Didn't you understand?

 

Please solve this via the simultaneous approach, track your units and show your work!

How to solve this via simultaneous?
i have done this method only.

 

How to solve this via simultaneous?
i have done this method only.

Use what you said you learned in posts #1023 and #1024

Moreover, leave the solution in radical notation please!

What it comes down to is I'm asking you to think for yourself -- While I realize many schools tend to discourage that - we, nonetheless, insist upon it here!
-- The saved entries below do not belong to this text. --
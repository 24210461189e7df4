use rouille::Response;
use serde::Serialize;

use crate::error::SessionError;

/// JSON body of every error reply.
#[derive(Debug, Serialize)]
pub struct Message {
    pub status: u8,
    pub payload: String,
}

impl Message {
    pub fn failure(payload: impl Into<String>) -> Message {
        Message {
            status: 0,
            payload: payload.into(),
        }
    }

    /// Indented JSON reply with the given status code.
    pub fn into_response(self, status_code: u16) -> Response {
        let body = serde_json::to_vec_pretty(&self).unwrap_or_default();
        Response::from_data("application/json; charset=utf-8", body).with_status_code(status_code)
    }
}

impl From<&SessionError> for Response {
    fn from(err: &SessionError) -> Response {
        Message::failure(err.to_string()).into_response(err.status_code())
    }
}
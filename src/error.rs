//! Errors of the viewer request path
//!
//! Every variant aborts the request before a relay task does any work and
//! maps to one HTTP status and payload.

use thiserror::Error;

use crate::registry::RegistryError;
use crate::transport::TransportError;

#[derive(Debug, Error)]
pub enum SessionError {
    #[error("Invalid ICE server configuration")]
    MalformedConfig(#[source] serde_json::Error),

    #[error("stream not found")]
    ChannelNotFound,

    #[error("Unauthorized")]
    Unauthorized,

    #[error(transparent)]
    Registry(#[from] RegistryError),

    #[error(transparent)]
    NegotiationFailed(#[from] TransportError),

    #[error("answer was not delivered to the viewer")]
    AnswerWriteFailed,
}

impl SessionError {
    pub fn status_code(&self) -> u16 {
        match self {
            SessionError::MalformedConfig(_)
            | SessionError::NegotiationFailed(_)
            | SessionError::AnswerWriteFailed => 400,
            SessionError::Unauthorized => 401,
            SessionError::ChannelNotFound | SessionError::Registry(_) => 500,
        }
    }

    /// The operation that failed, as reported in logs.
    pub fn call(&self) -> &'static str {
        match self {
            SessionError::MalformedConfig(_) => "Unmarshal",
            SessionError::ChannelNotFound => "StreamChannelExist",
            SessionError::Unauthorized => "RemoteAuthorization",
            SessionError::Registry(_) => "StreamCodecs",
            SessionError::NegotiationFailed(_) => "WriteHeader",
            SessionError::AnswerWriteFailed => "Write",
        }
    }
}
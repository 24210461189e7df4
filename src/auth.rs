//! Viewer authorization
//!
//! When token authorization is enabled every viewer request is checked
//! against a remote backend, which answers `{"status": "1"}` to allow it.

use std::time::Duration;

use serde::{Deserialize, Serialize};
use thiserror::Error;
use tracing::{debug, warn};

use crate::config::TokenConfig;

const BACKEND_TIMEOUT: Duration = Duration::from_secs(10);

/// What the backend gets to decide on.
#[derive(Debug, Clone, Serialize)]
pub struct AuthRequest<'a> {
    pub proto: &'a str,
    pub stream: &'a str,
    pub channel: &'a str,
    pub token: &'a str,
    pub ip: &'a str,
}

pub trait Authorizer: Send + Sync {
    fn authorize(&self, request: &AuthRequest<'_>) -> bool;
}

#[derive(Debug, Error)]
pub enum AuthError {
    #[error("authorization backend request failed: {0}")]
    Backend(#[from] reqwest::Error),

    #[error("authorization backend answered {0}")]
    Status(reqwest::StatusCode),
}

#[derive(Debug, Deserialize)]
struct AuthResponse {
    #[serde(default)]
    status: serde_json::Value,
}

impl AuthResponse {
    fn allowed(&self) -> bool {
        match &self.status {
            serde_json::Value::String(s) => s == "1",
            serde_json::Value::Number(n) => n.as_u64() == Some(1),
            _ => false,
        }
    }
}

/// Asks a remote HTTP backend. Without a backend every request is allowed.
pub struct RemoteAuthorizer {
    backend: Option<String>,
    client: reqwest::blocking::Client,
}

impl RemoteAuthorizer {
    pub fn new(config: &TokenConfig) -> Result<Self, AuthError> {
        let backend = (config.enable && !config.backend.is_empty()).then(|| config.backend.clone());
        let client = reqwest::blocking::Client::builder()
            .timeout(BACKEND_TIMEOUT)
            .build()?;
        Ok(Self { backend, client })
    }

    fn ask(&self, backend: &str, request: &AuthRequest<'_>) -> Result<bool, AuthError> {
        let response = self.client.post(backend).json(request).send()?;
        if !response.status().is_success() {
            return Err(AuthError::Status(response.status()));
        }
        let answer: AuthResponse = response.json()?;
        Ok(answer.allowed())
    }
}

impl Authorizer for RemoteAuthorizer {
    fn authorize(&self, request: &AuthRequest<'_>) -> bool {
        let Some(backend) = &self.backend else {
            return true;
        };

        match self.ask(backend, request) {
            Ok(allowed) => {
                debug!(stream = request.stream, channel = request.channel, allowed, "Authorization answered");
                allowed
            }
            Err(e) => {
                warn!(stream = request.stream, channel = request.channel, "Authorization failed: {}", e);
                false
            }
        }
    }
}

#[cfg(test)]
mod tests {
    use super::*;
    use rouille::{Response, Server};

    fn request<'a>(token: &'a str) -> AuthRequest<'a> {
        AuthRequest {
            proto: "WebRTC",
            stream: "demo",
            channel: "0",
            token,
            ip: "127.0.0.1",
        }
    }

    #[test]
    fn disabled_allows_everything() {
        let authorizer = RemoteAuthorizer::new(&TokenConfig::default()).unwrap();
        assert!(authorizer.authorize(&request("")));
    }

    #[test]
    fn backend_decides_by_status() {
        let server = Server::new("127.0.0.1:0", |request| {
            let body: serde_json::Value = match rouille::input::json_input(request) {
                Ok(body) => body,
                Err(_) => return Response::empty_400(),
            };
            let status = if body["token"] == "good" && body["proto"] == "WebRTC" {
                "1"
            } else {
                "0"
            };
            Response::json(&serde_json::json!({ "status": status, "payload": "" }))
        })
        .unwrap();
        let addr = server.server_addr();
        let (handle, stop) = server.stoppable();

        let authorizer = RemoteAuthorizer::new(&TokenConfig {
            enable: true,
            backend: format!("http://{addr}/auth"),
        })
        .unwrap();

        assert!(authorizer.authorize(&request("good")));
        assert!(!authorizer.authorize(&request("bad")));

        stop.send(()).unwrap();
        handle.join().unwrap();
    }

    #[test]
    fn untrusted_certificate_denies() {
        let server = Server::new_ssl(
            "127.0.0.1:0",
            |_request| Response::json(&serde_json::json!({ "status": "1", "payload": "" })),
            include_bytes!("../testdata/self_signed_cert.pem").to_vec(),
            include_bytes!("../testdata/self_signed_key.pem").to_vec(),
        )
        .unwrap();
        let addr = server.server_addr();
        let (handle, stop) = server.stoppable();

        let authorizer = RemoteAuthorizer::new(&TokenConfig {
            enable: true,
            backend: format!("https://{addr}/auth"),
        })
        .unwrap();

        // The backend would allow, but it cannot prove who it is.
        assert!(!authorizer.authorize(&request("good")));

        stop.send(()).unwrap();
        handle.join().unwrap();
    }

    #[test]
    fn unreachable_backend_denies() {
        let authorizer = RemoteAuthorizer::new(&TokenConfig {
            enable: true,
            backend: "http://127.0.0.1:1/auth".to_string(),
        })
        .unwrap();
        assert!(!authorizer.authorize(&request("good")));
    }
}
Please study on it and I'll chat with you tomorrow!

 

A power handling resistor exhibits a resistance of 160Ω and a maximum dissipation of 113 watts...
What is the maximum applied 'voltage' that will not cause the resistor to overheat?

R1=160Ω
P1=113Watt
V1=X
P1(Watt)=V1²(Volt)/R1(Ω)

like this

 

Try to express the relationship via a set of 'simultaneous equations' -- then solve using either of the methods described in post #1203

This is not a test of your ability to manipulate basic electrical units, but, rather, a sample problem on which to practice your (hopefully) newly acquired skills with the added 'twist' of non-linearity

 

@RRITESH KAKKAR

If you'll pardon an observation -- you seem to have difficulty adhering to a single subject for any length of time -- you're making progress in mathematics! -- Please 'stay the course'!

Maybe he needs to up his Ritalin dosage?

 

Maybe he needs to up his Ritalin dosage?

At risk of reversing methylphenidate's 'therapeutic paradoxicality'?!?!

Saints preserve us!

Best regards
HP

 

Ooooh! I am enjoys this with peanuts.